Por: André | 30 Junho 2012
Continua sob custódia o “mordomo” do Papa, Paolo Gabriele, que segue sendo o único imputado pelo crime. No momento, por furto agravado. A Comissão Cardinalícia de Investigação, que trabalha de forma paralela à magistratura vaticana, continua com suas audiências.
A análise é de Sandro Magister, jornalista italiano especializado em assuntos do Vaticano, e publicada no sítio Chiesa, 28-06-2012. A tradução é do Cepat.
Não se sabe quanto tempo ainda transcorrerá até que as duas investigações cheguem a uma conclusão. Mas isto não quer dizer que o chamado caso “Vatileaks” já não tenha incidido na vida desse particular organismo que é a cúria romana.
Muito pelo contrário. Com efeito, já se pode visualizar algumas consequências a curto prazo, enquanto se podem supor outras a médio e longo prazos.
A Opus Dei e os Estados Unidos
Para começar, em poucas semanas aumentou na cúria o papel visível da Opus Dei, que já conta, no organograma, com o secretário do Pontifício Conselho para os Textos Legislativos (o bispo Juan Ignacio Arrieta, do clero da Obra), o secretário da Congregação para o Clero (o arcebispo Celso Morga Iruzubieta, da Fraternidade Sacerdotal da Santa Cruz, vinculada à Opus) e o secretário da Prefeitura dos Assuntos Econômicos (padre Lucio Angel Vallejo Balda).
Quem preside a Comissão Cardinalícia de Investigação é, efetivamente, o cardeal Julián Herranz, membro da Opus Dei e ex-presidente do mesmo dicastério no qual trabalha Arrieta.

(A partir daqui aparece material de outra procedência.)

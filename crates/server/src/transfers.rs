//! Transfers API endpoints.

use axum::{
    Json,
    extract::{Path, Query, State, rejection::JsonRejection, rejection::QueryRejection},
    http::StatusCode,
};
use engine::{Fields, Transfer};

use crate::{
    ServerError,
    query::{ListParams, list_query, path_id},
    server::ServerState,
};

const LABEL: &str = "transfer";

/// `categoryIDs` is accepted but ignored: transfers have no category.
pub async fn list(
    State(state): State<ServerState>,
    params: Result<Query<ListParams>, QueryRejection>,
) -> Result<Json<Vec<Transfer>>, ServerError> {
    let query = list_query(params)?;
    let engine = state.engine.read().await;
    Ok(Json(engine.list_transfers(&query)))
}

pub async fn get(
    State(state): State<ServerState>,
    Path(id): Path<String>,
) -> Result<Json<Transfer>, ServerError> {
    let id = path_id(&id, LABEL)?;
    let engine = state.engine.read().await;
    Ok(Json(engine.transfer(id)?))
}

pub async fn create(
    State(state): State<ServerState>,
    payload: Result<Json<Fields>, JsonRejection>,
) -> Result<(StatusCode, Json<Transfer>), ServerError> {
    let Json(data) = payload?;
    let mut engine = state.engine.write().await;
    let transfer = engine.create_transfer(&data)?;
    Ok((StatusCode::CREATED, Json(transfer)))
}

pub async fn update(
    State(state): State<ServerState>,
    Path(id): Path<String>,
    payload: Result<Json<Fields>, JsonRejection>,
) -> Result<Json<Transfer>, ServerError> {
    let id = path_id(&id, LABEL)?;
    let Json(data) = payload?;
    let mut engine = state.engine.write().await;
    Ok(Json(engine.update_transfer(id, &data)?))
}

pub async fn delete(
    State(state): State<ServerState>,
    Path(id): Path<String>,
) -> Result<Json<Transfer>, ServerError> {
    let id = path_id(&id, LABEL)?;
    let mut engine = state.engine.write().await;
    Ok(Json(engine.delete_transfer(id)?))
}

Mas não apenas isso. No inédito papel de “assessor” para as comunicações da Secretaria de Estado foi escolhido Greg Burke, efetivo da Obra, que poderia retomar o brilho de Joaquín Navarro Valls, também ele efetivo, o célebre porta-voz de João Paulo II.

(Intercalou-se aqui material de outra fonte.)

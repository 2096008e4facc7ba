//! Balance and monthly rollups computed from the current state.
//!
//! Records referencing a deleted account or category are left out of every
//! view.

use std::collections::BTreeMap;

use chrono::NaiveDate;
use serde::Serialize;
use uuid::Uuid;

use crate::{Account, MoneyCents, ResultEngine, Transaction, error::overflow, state::State};

/// Amounts keyed by month, `YYYY-MM`.
#[derive(Clone, Debug, Default, PartialEq, Eq, Serialize)]
#[serde(rename_all = "camelCase")]
pub struct MonthlyTotals {
    pub by_month: BTreeMap<String, MoneyCents>,
}

impl MonthlyTotals {
    fn add(&mut self, date: NaiveDate, amount: MoneyCents) -> ResultEngine<()> {
        let total = self
            .by_month
            .entry(date.format("%Y-%m").to_string())
            .or_default();
        *total = total
            .checked_add(amount)
            .ok_or_else(|| overflow("monthly total"))?;
        Ok(())
    }
}

#[derive(Clone, Debug, Default, PartialEq, Eq, Serialize)]
#[serde(rename_all = "camelCase")]
pub struct Summary {
    pub initial_balance: MoneyCents,
    pub current_balance: MoneyCents,
    pub income: MonthlyTotals,
    pub expenses: MonthlyTotals,
}

impl Summary {
    fn new(initial_balance: MoneyCents) -> Self {
        Self {
            initial_balance,
            current_balance: initial_balance,
            ..Default::default()
        }
    }

    fn credit(&mut self, amount: MoneyCents) -> ResultEngine<()> {
        self.current_balance = credit(self.current_balance, amount)?;
        Ok(())
    }

    fn debit(&mut self, amount: MoneyCents) -> ResultEngine<()> {
        self.current_balance = debit(self.current_balance, amount)?;
        Ok(())
    }

    fn income(&mut self, income: &Transaction) -> ResultEngine<()> {
        self.credit(income.amount)?;
        self.income.add(income.transaction_date, income.amount)
    }

    fn expense(&mut self, expense: &Transaction) -> ResultEngine<()> {
        self.debit(expense.amount)?;
        self.expenses.add(expense.transaction_date, expense.amount)
    }
}

#[derive(Clone, Debug, Default, PartialEq, Eq, Serialize)]
#[serde(rename_all = "camelCase")]
pub struct Statistics {
    pub global: Summary,
    pub per_account: BTreeMap<Uuid, Summary>,
    pub per_category: BTreeMap<Uuid, Summary>,
}

impl Statistics {
    /// Aggregate `state` in a single pass over each collection.
    ///
    /// Fails with [`EngineError::Fatal`](crate::EngineError::Fatal) when a
    /// total does not fit in [`MoneyCents`].
    pub fn compute(state: &State) -> ResultEngine<Self> {
        let initial_balance = state
            .accounts
            .values()
            .try_fold(MoneyCents::ZERO, |total, account| {
                credit(total, account.initial_balance)
            })?;
        let mut stats = Self {
            global: Summary::new(initial_balance),
            ..Default::default()
        };

        for income in state.income.values() {
            let Some(initial_balance) = account_seed(state, income) else {
                continue;
            };
            stats.global.income(income)?;
            stats
                .per_account
                .entry(income.account_id)
                .or_insert_with(|| Summary::new(initial_balance))
                .income(income)?;
            stats
                .per_category
                .entry(income.category_id)
                .or_default()
                .income(income)?;
        }

        for expense in state.expenses.values() {
            let Some(initial_balance) = account_seed(state, expense) else {
                continue;
            };
            stats.global.expense(expense)?;
            stats
                .per_account
                .entry(expense.account_id)
                .or_insert_with(|| Summary::new(initial_balance))
                .expense(expense)?;
            stats
                .per_category
                .entry(expense.category_id)
                .or_default()
                .expense(expense)?;
        }

        for transfer in state.transfers.values() {
            let (Some(from), Some(to)) = (
                state.accounts.get(&transfer.from_id),
                state.accounts.get(&transfer.to_id),
            ) else {
                continue;
            };
            stats
                .per_account
                .entry(from.id)
                .or_insert_with(|| Summary::new(from.initial_balance))
                .debit(transfer.amount)?;
            stats
                .per_account
                .entry(to.id)
                .or_insert_with(|| Summary::new(to.initial_balance))
                .credit(transfer.amount)?;
        }

        Ok(stats)
    }
}

/// Current balance of `account`.
///
/// Counts every record booked on the account, including those whose
/// category no longer exists.
pub(crate) fn account_balance(state: &State, account: &Account) -> ResultEngine<MoneyCents> {
    let id = account.id;
    let mut balance = account.initial_balance;
    for income in state.income.values().filter(|income| income.account_id == id) {
        balance = credit(balance, income.amount)?;
    }
    for expense in state.expenses.values().filter(|expense| expense.account_id == id) {
        balance = debit(balance, expense.amount)?;
    }
    for transfer in state.transfers.values().filter(|transfer| transfer.touches(id)) {
        if transfer.from_id == id {
            balance = debit(balance, transfer.amount)?;
        }
        if transfer.to_id == id {
            balance = credit(balance, transfer.amount)?;
        }
    }
    Ok(balance)
}

fn credit(balance: MoneyCents, amount: MoneyCents) -> ResultEngine<MoneyCents> {
    balance.checked_add(amount).ok_or_else(|| overflow("balance"))
}

fn debit(balance: MoneyCents, amount: MoneyCents) -> ResultEngine<MoneyCents> {
    balance.checked_sub(amount).ok_or_else(|| overflow("balance"))
}

/// Initial balance of the account `transaction` belongs to, `None` when
/// the account or the category no longer exists.
fn account_seed(state: &State, transaction: &Transaction) -> Option<MoneyCents> {
    state.categories.get(&transaction.category_id)?;
    state
        .accounts
        .get(&transaction.account_id)
        .map(|account| account.initial_balance)
}

#[cfg(test)]
mod tests {
    use super::*;
    use crate::{Category, Transfer};

    fn day(month: u32, day: u32) -> NaiveDate {
        NaiveDate::from_ymd_opt(2020, month, day).unwrap()
    }

    fn account(state: &mut State, initial: i64) -> Uuid {
        let account = Account {
            id: Uuid::now_v7(),
            name: "account".to_string(),
            initial_balance: MoneyCents::new(initial),
        };
        let id = account.id;
        state.accounts.insert(id, account);
        id
    }

    fn category(state: &mut State) -> Uuid {
        let category = Category {
            id: Uuid::now_v7(),
            name: "category".to_string(),
        };
        let id = category.id;
        state.categories.insert(id, category);
        id
    }

    fn transaction(account_id: Uuid, category_id: Uuid, amount: i64, date: NaiveDate) -> Transaction {
        Transaction {
            id: Uuid::now_v7(),
            amount: MoneyCents::new(amount),
            account_id,
            category_id,
            transaction_date: date,
            description: None,
        }
    }

    #[test]
    fn empty_state() {
        let stats = Statistics::compute(&State::default()).unwrap();
        assert_eq!(stats.global, Summary::default());
        assert!(stats.per_account.is_empty());
        assert!(stats.per_category.is_empty());
    }

    #[test]
    fn buckets_by_month_and_moves_balances() {
        let mut state = State::default();
        let a = account(&mut state, 500);
        let b = account(&mut state, 0);
        let salary = category(&mut state);
        let food = category(&mut state);

        for tx in [
            transaction(a, salary, 1000, day(6, 1)),
            transaction(a, salary, 300, day(7, 1)),
        ] {
            state.income.insert(tx.id, tx);
        }
        let expense = transaction(a, food, 250, day(6, 15));
        state.expenses.insert(expense.id, expense);
        let transfer = Transfer {
            id: Uuid::now_v7(),
            amount: MoneyCents::new(100),
            from_id: a,
            to_id: b,
            transaction_date: day(6, 20),
        };
        state.transfers.insert(transfer.id, transfer);

        let stats = Statistics::compute(&state).unwrap();

        assert_eq!(stats.global.initial_balance, MoneyCents::new(500));
        assert_eq!(stats.global.current_balance, MoneyCents::new(1550));
        assert_eq!(stats.global.income.by_month["2020-06"], MoneyCents::new(1000));
        assert_eq!(stats.global.income.by_month["2020-07"], MoneyCents::new(300));
        assert_eq!(stats.global.expenses.by_month["2020-06"], MoneyCents::new(250));

        assert_eq!(stats.per_account[&a].current_balance, MoneyCents::new(1450));
        assert_eq!(stats.per_account[&b].initial_balance, MoneyCents::ZERO);
        assert_eq!(stats.per_account[&b].current_balance, MoneyCents::new(100));
        assert!(stats.per_account[&b].income.by_month.is_empty());

        assert_eq!(stats.per_category[&salary].initial_balance, MoneyCents::ZERO);
        assert_eq!(stats.per_category[&salary].current_balance, MoneyCents::new(1300));
        assert_eq!(stats.per_category[&food].current_balance, MoneyCents::new(-250));
    }

    #[test]
    fn orphans_are_skipped() {
        let mut state = State::default();
        let a = account(&mut state, 100);
        let salary = category(&mut state);
        let orphan = transaction(a, Uuid::now_v7(), 1000, day(6, 1));
        state.income.insert(orphan.id, orphan);
        let orphan = transaction(Uuid::now_v7(), salary, 1000, day(6, 1));
        state.expenses.insert(orphan.id, orphan);

        let stats = Statistics::compute(&state).unwrap();
        assert_eq!(stats.global.current_balance, MoneyCents::new(100));
        assert!(stats.global.income.by_month.is_empty());
        assert!(stats.per_account.is_empty());
        assert!(stats.per_category.is_empty());
    }

    #[test]
    fn wire_shape() {
        let stats = Statistics::compute(&State::default()).unwrap();
        let value = serde_json::to_value(stats).unwrap();
        assert_eq!(
            value,
            serde_json::json!({
                "global": {
                    "initialBalance": 0,
                    "currentBalance": 0,
                    "income": {"byMonth": {}},
                    "expenses": {"byMonth": {}},
                },
                "perAccount": {},
                "perCategory": {},
            })
        );
    }

    #[test]
    fn overflowing_totals_fail_instead_of_wrapping() {
        let mut state = State::default();
        account(&mut state, i64::MAX);
        account(&mut state, 1);
        assert!(Statistics::compute(&state).unwrap_err().is_fatal());

        let mut state = State::default();
        let a = account(&mut state, i64::MAX);
        let salary = category(&mut state);
        let income = transaction(a, salary, 1, day(6, 1));
        state.income.insert(income.id, income);
        assert_eq!(
            Statistics::compute(&state),
            Err(crate::EngineError::Fatal("balance is out of range".to_string()))
        );
        let account = &state.accounts[&a];
        assert!(account_balance(&state, account).unwrap_err().is_fatal());
    }

    #[test]
    fn account_balance_counts_orphaned_categories() {
        let mut state = State::default();
        let a = account(&mut state, 500);
        let b = account(&mut state, 0);
        let income = transaction(a, Uuid::now_v7(), 1000, day(6, 1));
        state.income.insert(income.id, income);
        let expense = transaction(a, Uuid::now_v7(), 300, day(6, 2));
        state.expenses.insert(expense.id, expense);
        for (from_id, to_id, amount) in [(a, b, 200), (b, b, 50)] {
            let transfer = Transfer {
                id: Uuid::now_v7(),
                amount: MoneyCents::new(amount),
                from_id,
                to_id,
                transaction_date: day(6, 3),
            };
            state.transfers.insert(transfer.id, transfer);
        }

        assert_eq!(
            account_balance(&state, &state.accounts[&a]).unwrap(),
            MoneyCents::new(1000)
        );
        assert_eq!(
            account_balance(&state, &state.accounts[&b]).unwrap(),
            MoneyCents::new(200)
        );
    }
}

Burke ajudará na “unidade da crise” midiática do Palácio Apostólico, formada pelo substituto, o arcebispo Giovanni Angelo Becciu, pelo assessor Peter Brian Wells, por dom Carlo Maria Polvani (sobrinho do núncio nos Estados Unidos, Carlo Maria Viganò) e pelos responsáveis pelos meios de comunicação vaticanos, o Pe. Federico Lombardi (da Rádio Vaticana) e Giovanni Maria Vian (do L’Osservatore Romano).
Com a chegada de Burke, proveniente da Fox TV, cresce na cúria também o peso dos Estados Unidos.

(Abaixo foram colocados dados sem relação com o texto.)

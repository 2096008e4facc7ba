//! The module contains the `Account` record and its payload builders.

use std::collections::BTreeMap;

use serde::{Deserialize, Serialize};
use uuid::Uuid;

use crate::{
    Fields, MoneyCents, ResultEngine,
    error::not_found,
    event::{Delete, Record, Update},
    util::{changed, ensure_supported, optional, required},
    validate::{ValidationError, validate},
};

pub(crate) const LABEL: &str = "account";

const FIELDS: [&str; 2] = ["name", "initialBalance"];

/// A place where money is kept: a bank account, a wallet, a card.
#[derive(Clone, Debug, PartialEq, Eq, Serialize, Deserialize)]
#[serde(rename_all = "camelCase")]
pub struct Account {
    pub id: Uuid,
    pub name: String,
    pub initial_balance: MoneyCents,
}

#[derive(Clone, Debug, Default, PartialEq, Eq, Serialize, Deserialize)]
#[serde(rename_all = "camelCase")]
pub struct AccountPatch {
    #[serde(default, skip_serializing_if = "Option::is_none")]
    pub name: Option<String>,
    #[serde(default, skip_serializing_if = "Option::is_none")]
    pub initial_balance: Option<MoneyCents>,
}

impl AccountPatch {
    #[must_use]
    pub fn is_empty(&self) -> bool {
        self.name.is_none() && self.initial_balance.is_none()
    }
}

impl Record for Account {
    type Patch = AccountPatch;

    fn id(&self) -> Uuid {
        self.id
    }

    fn apply(&mut self, patch: &AccountPatch) {
        if let Some(name) = &patch.name {
            self.name.clone_from(name);
        }
        if let Some(initial_balance) = patch.initial_balance {
            self.initial_balance = initial_balance;
        }
    }
}

fn name(value: &serde_json::Value) -> Result<String, ValidationError> {
    Ok(validate(value).string()?.not_empty()?.value().to_string())
}

fn initial_balance(value: &serde_json::Value) -> Result<MoneyCents, ValidationError> {
    Ok(MoneyCents::new(
        validate(value)
            .integer()?
            .bigger_or_equal_than(0)?
            .smaller_or_equal_than(MoneyCents::MAX.cents())?
            .value(),
    ))
}

pub(crate) fn create_payload(data: &Fields) -> ResultEngine<Account> {
    ensure_supported(data, &FIELDS)?;
    Ok(Account {
        id: Uuid::now_v7(),
        name: required(data, "name", name)?,
        initial_balance: required(data, "initialBalance", initial_balance)?,
    })
}

pub(crate) fn update_payload(
    accounts: &BTreeMap<Uuid, Account>,
    id: Uuid,
    data: &Fields,
) -> ResultEngine<Option<Update<AccountPatch>>> {
    let original = accounts.get(&id).ok_or_else(|| not_found(LABEL, id))?;
    ensure_supported(data, &FIELDS)?;

    let patch = AccountPatch {
        name: changed(optional(data, "name", name)?, &original.name),
        initial_balance: changed(
            optional(data, "initialBalance", initial_balance)?,
            &original.initial_balance,
        ),
    };
    Ok((!patch.is_empty()).then_some(Update { id, patch }))
}

pub(crate) fn delete_payload(accounts: &BTreeMap<Uuid, Account>, id: Uuid) -> ResultEngine<Delete> {
    if !accounts.contains_key(&id) {
        return Err(not_found(LABEL, id));
    }
    Ok(Delete { id })
}
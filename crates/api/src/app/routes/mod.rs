use axum::{
    Router,
    routing::{get, post},
};

pub mod city;
pub mod forecast;
pub mod historical;
pub mod reports;
pub mod system;

/// Router for every endpoint.
pub fn router() -> Router {
    Router::new()
        .route("/", get(system::root))
        .route("/health", get(system::health))
        .route("/predict", post(forecast::predict_housing))
        .route("/predict-food", post(forecast::predict_food))
        .route(
            "/city-model",
            post(city::create_city_model)
                .get(city::get_city_model)
                .delete(city::reset_city_model),
        )
        .route("/daily-report", post(reports::daily_report))
        .nest("/api", historical::router())
}
use axum::http::StatusCode;
use axum::response::IntoResponse;
use serde_json::json;

use citysim_core::DomainError;

pub fn domain_error_to_response(err: DomainError) -> axum::response::Response {
    match err {
        DomainError::Validation(msg) => json_error(StatusCode::BAD_REQUEST, "validation_error", msg),
        DomainError::NotInitialized => json_error(
            StatusCode::CONFLICT,
            "not_initialized",
            "City model has not been created yet.",
        ),
    }
}

pub fn json_error(
    status: StatusCode,
    code: &'static str,
    message: impl Into<String>,
) -> axum::response::Response {
    (
        status,
        axum::Json(json!({
            "error": code,
            "message": message.into(),
        })),
    )
        .into_response()
}
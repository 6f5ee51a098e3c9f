//! Process-wide logging setup shared by the binaries.

/// Tracing subscriber configuration.
pub mod tracing;

pub use self::tracing::{LogFormat, init};
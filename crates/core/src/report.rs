//! Daily report inputs/outputs and the pure pieces of report assembly.

use std::collections::BTreeMap;

use chrono::{DateTime, Utc};
use serde::{Deserialize, Serialize};

use crate::city::{CityModel, PROJECTION_YEARS};
use crate::forecast::{PredictionRequest, round_cents};
use crate::id::ReportId;

/// Alien arrivals above this count trigger the security pointer.
pub const HIGH_ALIEN_ACTIVITY_THRESHOLD: u32 = 5;

pub const HIGH_ACTIVITY_POINTER: &str = "High alien activity detected—review city security protocols.";
pub const NORMAL_ACTIVITY_POINTER: &str = "Alien activity is within normal range.";

/// Subject used to seed the food forecast.
pub const FOOD_AUTO_FILL_ITEM: &str = "Alien Cuisine Special";

/// Food prices are seeded at this fraction of the city's base (housing) price.
pub const FOOD_PRICE_FACTOR: f64 = 0.5;

/// A day's observations.
#[derive(Debug, Clone, PartialEq, Eq, Serialize, Deserialize)]
pub struct DailyReportInput {
    pub aliens_count: u32,
    #[serde(default)]
    pub comments: String,
}

/// Seed values for dependent forecasts, keyed by forecast domain (`housing`, `food`).
pub type AutoFill = BTreeMap<String, PredictionRequest>;

/// Assembled daily report.
#[derive(Debug, Clone, PartialEq, Serialize)]
pub struct DailyReportResult {
    pub report_id: ReportId,
    pub generated_at: DateTime<Utc>,
    pub updated_city_model: CityModel,
    pub report_doc: String,
    pub auto_fill: AutoFill,
    pub infrastructure_advice: String,
}

/// Threshold pointers for a report, in display order.
pub fn pointers_for(aliens_count: u32, comments: &str) -> Vec<String> {
    let mut pointers = Vec::with_capacity(2);
    if aliens_count > HIGH_ALIEN_ACTIVITY_THRESHOLD {
        pointers.push(HIGH_ACTIVITY_POINTER.to_string());
    } else {
        pointers.push(NORMAL_ACTIVITY_POINTER.to_string());
    }
    if !comments.is_empty() {
        pointers.push(format!("Additional comment: {comments}"));
    }
    pointers
}

/// Housing and food forecast seeds derived from the (already updated) city model.
pub fn auto_fill_for(model: &CityModel) -> AutoFill {
    let years = i64::from(PROJECTION_YEARS);
    let growth = model.base_growth_rate_percent();

    let mut seeds = AutoFill::new();
    seeds.insert(
        "housing".to_string(),
        PredictionRequest::new(model.base_price(), growth, years),
    );
    seeds.insert(
        "food".to_string(),
        PredictionRequest::new(round_cents(model.base_price() * FOOD_PRICE_FACTOR), growth, years)
            .with_subject(FOOD_AUTO_FILL_ITEM),
    );
    seeds
}

/// Plain-text report document.
pub fn render_report_doc(input: &DailyReportInput, pointers: &[String], advice: &str) -> String {
    format!(
        "Daily Report:\nAliens Count: {}\nComments: {}\n\nPointers:\n{}\n\nInfrastructure Advice:\n{}",
        input.aliens_count,
        input.comments,
        pointers.join("\n"),
        advice
    )
}
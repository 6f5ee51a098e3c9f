use citysim_core::forecast::round_cents;
use citysim_core::{PredictionRequest, PredictionResult, PredictionStatus};

/// Fixed confidence reported for arithmetic forecasts.
pub const FALLBACK_CONFIDENCE: f64 = 0.7;

pub const FALLBACK_FACTORS: [&str; 2] = ["Population growth", "Basic market trends"];

/// Linear population-growth forecast:
/// `round(current_price * (1 + growth% * years / 100), 2)`, clamped to `[0, f64::MAX]`.
///
/// Total for any finite validated request; `reason` ends up in `analysis`.
pub fn fallback_prediction(request: &PredictionRequest, reason: &str) -> PredictionResult {
    let growth = request.population_growth_percent * request.years_ahead as f64 / 100.0;
    let predicted_price = round_cents(request.current_price * (1.0 + growth)).clamp(0.0, f64::MAX);

    PredictionResult {
        predicted_price,
        confidence_score: FALLBACK_CONFIDENCE,
        factors: FALLBACK_FACTORS.iter().map(|f| f.to_string()).collect(),
        analysis: format!("Fallback calculation: {reason}"),
        status: PredictionStatus::Fallback,
    }
}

Em Roma já trabalham o cardeal Raymond L. Burke, os arcebispos Augustine Di Noia e Joseph W. Tobin, dom Wells e o Pe. Michael J. Zielinski. Com contar com o cardeal a ponto de se aposentar, William J. Levada, e os cardeais aposentados Bernard F. Law e James F. Stafford.
Mas ultimamente o peso dos norte-americanos cresceu também com a chegada à cúria do advogado Jeffrey Lena, que obteve um cargo na Secretaria de Estado, e com o aumento da influência do líder dos Cavaleiros de Colombo, Carl Anderson, que se tornou famoso também pelo documento, assinado por ele, com o qual Ettore Gotti Tedeschi foi brutalmente afastado da presidência do Instituto para as Obras de Religião (IOR).
A Gendarmeria
O caso “Vatileaks” trouxe também à tona o grande poder adquirido nos últimos anos pela Gendarmeria vaticana.
Parece já mais que longínqua a decisão de 1970 do Papa Paulo VI de abolir os corpos militares pontifícios, com exceção das históricas guardas suíças. O Papa Montini transformou a Gendarmeria em um simples serviço de vigilância. Mas em 2002, este corpo voltou a se chamar Gendarmeria e formalmente é um endereço dentro das dependências do governo do Estado da Cidade do Vaticano.
Na realidade, há muito mais. Nos últimos anos, a Gendarmeria foi dotada com armas sofisticadas e com potentes instrumentos invasivos. Agora também as mais altas hierarquias suspeitam, com ou sem razão, que é possível interceptar cada um de seus sussurros, tanto que o diretor do corpo de gendarmeria, Domenico Giani, ex-financista dos serviços secretos italianos, no cargo desde 2006, agora é reverenciado e temido mais que um secretário de Estado.
A Secretaria de Estado
É precisamente na figura do secretário de Estado que poderia haver consequências a médio prazo.
A inédita audiência, concedida por Bento XVI aos cardeais George Pell, Marc Ouellet, Jean-Louis Tauran, Camillo Ruini e Jozef Tomko na tarde do sábado, 23 de junho, e divulgada pela sala de imprensa e pelo L’Osservatore Romano, foi universalmente interpretada pela mídia como uma chamada de atenção para a estabilidade no cargo do cardeal Tarcisio Bertone, que não esteve entre os cinco convidados, embora esta interpretação ficou no nada, por causa de uma imediata intervenção do Pe. Lombardi.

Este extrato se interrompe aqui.